Despite the heading on the task page claiming otherwise, there does not appear to be a wikipedia entry for "100 prisoners" --Thundergnat (talk) 00:56, 5 November 2019 (UTC)
- Fixed. -- Gerard Schildberger (talk) 19:04, 5 November 2019 (UTC)
- Well, if that's where you obtained the description, then leave it as is; but Wiki's description is more more dire (with a penalty of execution for all if any prisoner fails). Brutal. Not G rated. -- Gerard Schildberger (talk) 20:55, 5 November 2019 (UTC)
big speed up
Thanks to (userid) Craigd (using zkl), his observation/optimization of: if one prisoner fails, they all do.
A big decrease in time used.
It's programmers like Craigd that make me say: Damn!
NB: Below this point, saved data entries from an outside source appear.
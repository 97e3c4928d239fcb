//! Story Context - 故事限界上下文
//!
//! 职责:
//! - Story 聚合管理
//! - Scene 实体
//! - 标识、元数据与成品资源值对象

mod aggregate;
mod entities;
mod errors;
mod value_objects;

pub use aggregate::{Story, DEFAULT_TITLE};
pub use entities::Scene;
pub use errors::StoryError;
pub use value_objects::{AssetBundle, IdOrigin, StoryId, StoryMetadata};
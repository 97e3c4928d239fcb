//! 生成参数快照

use serde::{Deserialize, Serialize};

/// 生成参数
///
/// 用户独占的配置快照。传入生成请求后即视为不可变，
/// 编排器持有自己的副本，下一次请求使用新的快照。
#[derive(Debug, Clone, PartialEq, Eq, Serialize, Deserialize)]
#[serde(rename_all = "camelCase", default)]
pub struct GenerationSettings {
    /// 故事创意
    pub story_idea: String,
    pub genre: String,
    pub tone: String,
    pub target_audience: String,
    pub art_style: String,
    pub language: String,
    /// 场景数量，取值范围由 workflow 配置约束（默认 3..=8）
    pub num_scenes: u8,
}

impl Default for GenerationSettings {
    fn default() -> Self {
        Self {
            story_idea: String::new(),
            genre: "fantasy".to_string(),
            tone: "lighthearted".to_string(),
            target_audience: "general".to_string(),
            art_style: "anime".to_string(),
            language: "en".to_string(),
            num_scenes: 4,
        }
    }
}

impl GenerationSettings {
    pub fn new(story_idea: impl Into<String>) -> Self {
        Self {
            story_idea: story_idea.into(),
            ..Default::default()
        }
    }

    pub fn with_genre(mut self, genre: impl Into<String>) -> Self {
        self.genre = genre.into();
        self
    }

    pub fn with_tone(mut self, tone: impl Into<String>) -> Self {
        self.tone = tone.into();
        self
    }

    pub fn with_target_audience(mut self, audience: impl Into<String>) -> Self {
        self.target_audience = audience.into();
        self
    }

    pub fn with_art_style(mut self, art_style: impl Into<String>) -> Self {
        self.art_style = art_style.into();
        self
    }

    pub fn with_language(mut self, language: impl Into<String>) -> Self {
        self.language = language.into();
        self
    }

    pub fn with_num_scenes(mut self, num_scenes: u8) -> Self {
        self.num_scenes = num_scenes;
        self
    }

    /// 去除首尾空白后的故事创意
    pub fn idea(&self) -> &str {
        self.story_idea.trim()
    }
}

#[cfg(test)]
mod tests {
    use super::*;

    #[test]
    fn test_defaults() {
        let settings = GenerationSettings::new("A girl finds a door");
        assert_eq!(settings.genre, "fantasy");
        assert_eq!(settings.tone, "lighthearted");
        assert_eq!(settings.target_audience, "general");
        assert_eq!(settings.num_scenes, 4);
    }

    #[test]
    fn test_deserialize_partial_camel_case() {
        let settings: GenerationSettings = serde_json::from_value(serde_json::json!({
            "storyIdea": "A robot learns to paint",
            "artStyle": "manga",
            "numScenes": 6
        }))
        .unwrap();

        assert_eq!(settings.idea(), "A robot learns to paint");
        assert_eq!(settings.art_style, "manga");
        assert_eq!(settings.num_scenes, 6);
        assert_eq!(settings.language, "en");
    }
}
Why didn't I think of that ?!?! -- Gerard Schildberger (talk) 20:28, 5 November 2019 (UTC)
- That's in the Python too; the first failing prisoner breaks out of the for prisoner in ... loop. --Paddy3118 (talk) 20:48, 5 November 2019 (UTC)
- I can't read Python, but I read zkl comments very well. -- Gerard Schildberger (talk) 06:15, 7 November 2019 (UTC)
- Well, it's in the statement of the problem (on Wikipedia, now also on RC): "If just one prisoner does not find his number, all prisoners die." So one just has to think of reading the problem statement. Eoraptor (talk) 12:29, 7 November 2019 (UTC)
Test at 10 prisoners too?
Would it be worth asking for a test run at 10 prisoners as well (as I did in the Perl 6 entry) to verify that the logic is correct for random selection? Right now, with 100 prisoners the random portion could be just be: "Fail" and it would be only be wrong 7.89e-29 percent of the time. If tested with 10, the prisoners should be pardoned ~.097 percent of the time. Though I see that the task has already been promoted out of draft after... ~18 whole hours? What's the rush? --Thundergnat (talk) 22:45, 5 November 2019 (UTC)
No card viewed en route to a find needs further checking
If any prisoner finds their card within the number of steps allowed, all card numbers viewed en route can also be found in exactly the same number of steps.
Only numbers not yet seen at all are in different cycles, and still need to be checked.
If your colleague found their card, and saw yours en route, there’s no need for you to look in the boxes. Hout (talk) 12:56, 7 November 2019 (UTC)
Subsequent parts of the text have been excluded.